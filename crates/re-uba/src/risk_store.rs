//! RiskScore storage: `SPEC_FULL.md` §4.12. Grounded on
//! `risk-index/storage/risk_store.py`'s append/read-all/latest/range access
//! pattern atop the JSONL append-only format.

use std::path::PathBuf;

use re_records::RiskScore;
use re_store::{AppendOnlyStore, OpenMode};

use crate::error::Result;

/// Thin domain-specific wrapper over [`AppendOnlyStore`] for risk scores,
/// adding a `latest` accessor the generic store doesn't need to know about.
pub struct RiskScoreStore {
    store: AppendOnlyStore,
}

impl RiskScoreStore {
    pub fn open(path: impl Into<PathBuf>, mode: OpenMode) -> Result<Self> {
        Ok(Self {
            store: AppendOnlyStore::open(path, mode)?,
        })
    }

    pub fn append(&mut self, score: &RiskScore) -> Result<()> {
        self.store.append(score)?;
        Ok(())
    }

    pub fn read_all(&self) -> Result<Vec<RiskScore>> {
        let (scores, _report) = self.store.read_all::<RiskScore>()?;
        Ok(scores)
    }

    /// Most recently appended score, if any.
    pub fn latest(&self) -> Result<Option<RiskScore>> {
        Ok(self.read_all()?.into_iter().last())
    }

    pub fn range(&self, start: usize, end: usize) -> Result<Vec<RiskScore>> {
        Ok(self.store.range::<RiskScore>(start, end)?)
    }

    pub fn count(&self) -> Result<usize> {
        Ok(self.store.count()?)
    }
}

#[cfg(test)]
mod tests {
    use super::*;
    use crate::normalizer::{Normalizer, RiskComponent};
    use re_records::{FixedClock, SeededIdSource};
    use uuid::Uuid;

    #[test]
    fn appended_scores_round_trip_and_latest_is_most_recent() {
        let dir = tempfile::tempdir().unwrap();
        let path = dir.path().join("risk.jsonl");
        let mut store = RiskScoreStore::open(&path, OpenMode::ReadWrite).unwrap();

        let mut ids = SeededIdSource::new([Uuid::nil(), Uuid::from_u128(1)]);
        let clock = FixedClock("2026-01-01T00:00:00.000Z".into());
        let components = vec![RiskComponent {
            name: "uba".into(),
            raw_value: 40.0,
            confidence: 0.8,
        }];

        let first = Normalizer::normalize("alice", &components, 1.0, &mut ids, &clock).unwrap();
        store.append(&first).unwrap();
        let second_components = vec![RiskComponent {
            name: "uba".into(),
            raw_value: 90.0,
            confidence: 0.9,
        }];
        let second = Normalizer::normalize("alice", &second_components, 1.0, &mut ids, &clock).unwrap();
        store.append(&second).unwrap();

        assert_eq!(store.count().unwrap(), 2);
        let latest = store.latest().unwrap().unwrap();
        assert_eq!(latest.score_id, second.score_id);
    }
}
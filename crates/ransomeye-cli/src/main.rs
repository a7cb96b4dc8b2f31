mod cli;
mod commands;
mod error;
mod io_util;
mod record_kind;

use clap::Parser;

use crate::cli::Cli;

fn main() {
    let cli = Cli::parse();
    if let Err(err) = init_logging(cli.verbose) {
        eprintln!("failed to initialize logging: {err}");
        std::process::exit(3);
    }

    if let Err(err) = cli::dispatch(cli.command) {
        eprintln!("error: {err:#}");
        std::process::exit(error::exit_code_for(&err));
    }
}

fn init_logging(verbose: bool) -> anyhow::Result<()> {
    let filter = if verbose {
        "ransomeye_cli=debug,re_canon=debug,re_crypto=debug,re_records=debug,re_store=debug,re_ledger=debug,re_policy=debug,re_dedup=debug,re_dispatch=debug,re_replay=debug,re_uba=debug"
    } else {
        "ransomeye_cli=info,re_canon=info,re_crypto=info,re_records=info,re_store=info,re_ledger=info,re_policy=info,re_dedup=info,re_dispatch=info,re_replay=info,re_uba=info"
    };

    tracing_subscriber::fmt()
        .with_env_filter(filter)
        .with_target(false)
        .with_thread_ids(false)
        .with_file(false)
        .with_line_number(false)
        .init();

    Ok(())
}
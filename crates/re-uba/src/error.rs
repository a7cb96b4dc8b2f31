#[derive(Debug, thiserror::Error)]
pub enum UbaError {
    #[error("window end {end} is not after window start {start}")]
    InvalidWindow { start: String, end: String },
    #[error("cannot normalize risk from an empty component set")]
    EmptyComponents,
    #[error(transparent)]
    Record(#[from] re_records::RecordError),
    #[error(transparent)]
    Canon(#[from] re_canon::CanonError),
    #[error(transparent)]
    Store(#[from] re_store::StoreError),
}

pub type Result<T> = std::result::Result<T, UbaError>;
//! Canonical serialization and content hashing.
//!
//! Every signed or hashed RansomEye record is first reduced to a unique byte
//! image by [`canonical_bytes`], then hashed with [`sha256_hex`]. The
//! canonicalization rules (sorted keys, minimal separators, UTF-8,
//! non-ASCII preserved) mirror the reference implementation's
//! `json.dumps(..., sort_keys=True, separators=(',', ':'), ensure_ascii=False)`.

use std::collections::BTreeSet;
use std::path::Path;

use serde::Serialize;
use serde_json::Value;
use sha2::{Digest, Sha256};

pub mod hasher;

pub use hasher::{gzip_deterministic, gzip_file_deterministic, sha256_of_file, FileHashError};

#[derive(Debug, thiserror::Error)]
pub enum CanonError {
    #[error("value could not be serialized to JSON: {0}")]
    Serialize(#[from] serde_json::Error),
}

/// Produce the canonical byte image of `value`, dropping every field named
/// in `excluded` (applied only at the top level, matching the spec's
/// signature/hash exclusion contract — nested objects are never field-name
/// filtered, only key-sorted).
pub fn canonical_bytes<T: Serialize>(
    value: &T,
    excluded: &BTreeSet<&str>,
) -> Result<Vec<u8>, CanonError> {
    let mut root = serde_json::to_value(value)?;
    if let Value::Object(map) = &mut root {
        for key in excluded {
            map.remove(*key);
        }
    }
    let sorted = canonicalize_value(root);
    // serde_json::to_string never inserts whitespace and preserves non-ASCII
    // characters verbatim, matching ensure_ascii=False, separators=(',', ':').
    Ok(serde_json::to_string(&sorted)?.into_bytes())
}

/// Recursively rebuild a [`Value`] with every object's keys in sorted
/// lexicographic order. Arrays preserve source order, per the spec.
fn canonicalize_value(value: Value) -> Value {
    match value {
        Value::Object(map) => {
            let mut entries: Vec<(String, Value)> = map.into_iter().collect();
            entries.sort_by(|a, b| a.0.cmp(&b.0));
            let mut canonical = serde_json::Map::with_capacity(entries.len());
            for (key, nested) in entries {
                canonical.insert(key, canonicalize_value(nested));
            }
            Value::Object(canonical)
        }
        Value::Array(items) => Value::Array(items.into_iter().map(canonicalize_value).collect()),
        other => other,
    }
}

/// SHA-256 of arbitrary bytes, hex-encoded.
pub fn sha256_hex_bytes(bytes: &[u8]) -> String {
    let mut hasher = Sha256::new();
    hasher.update(bytes);
    hex::encode(hasher.finalize())
}

/// SHA-256 of `value`'s canonical bytes (with `excluded` fields dropped),
/// hex-encoded. This is `immutable_hash` production for every record kind.
pub fn sha256_of_canonical<T: Serialize>(
    value: &T,
    excluded: &BTreeSet<&str>,
) -> Result<String, CanonError> {
    let bytes = canonical_bytes(value, excluded)?;
    Ok(sha256_hex_bytes(&bytes))
}

/// Zero hash used for the first link of any hash chain (ledger genesis,
/// first alert in an incident): `"0" * 64`.
pub fn zero_hash() -> String {
    "0".repeat(64)
}

pub fn sha256_of_path(path: &Path) -> Result<String, FileHashError> {
    sha256_of_file(path, 4096)
}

————————

Produce an exact repeat of the lines from the one containing "-> Result<String, CanonError>" through the last line of the data, and nothing more.

Solution:
) -> Result<String, CanonError> {
    let bytes = canonical_bytes(value, excluded)?;
    Ok(sha256_hex_bytes(&bytes))
}

/// Zero hash used for the first link of any hash chain (ledger genesis,
/// first alert in an incident): `"0" * 64`.
pub fn zero_hash() -> String {
    "0".repeat(64)
}

pub fn sha256_of_path(path: &Path) -> Result<String, FileHashError> {
    sha256_of_file(path, 4096)
}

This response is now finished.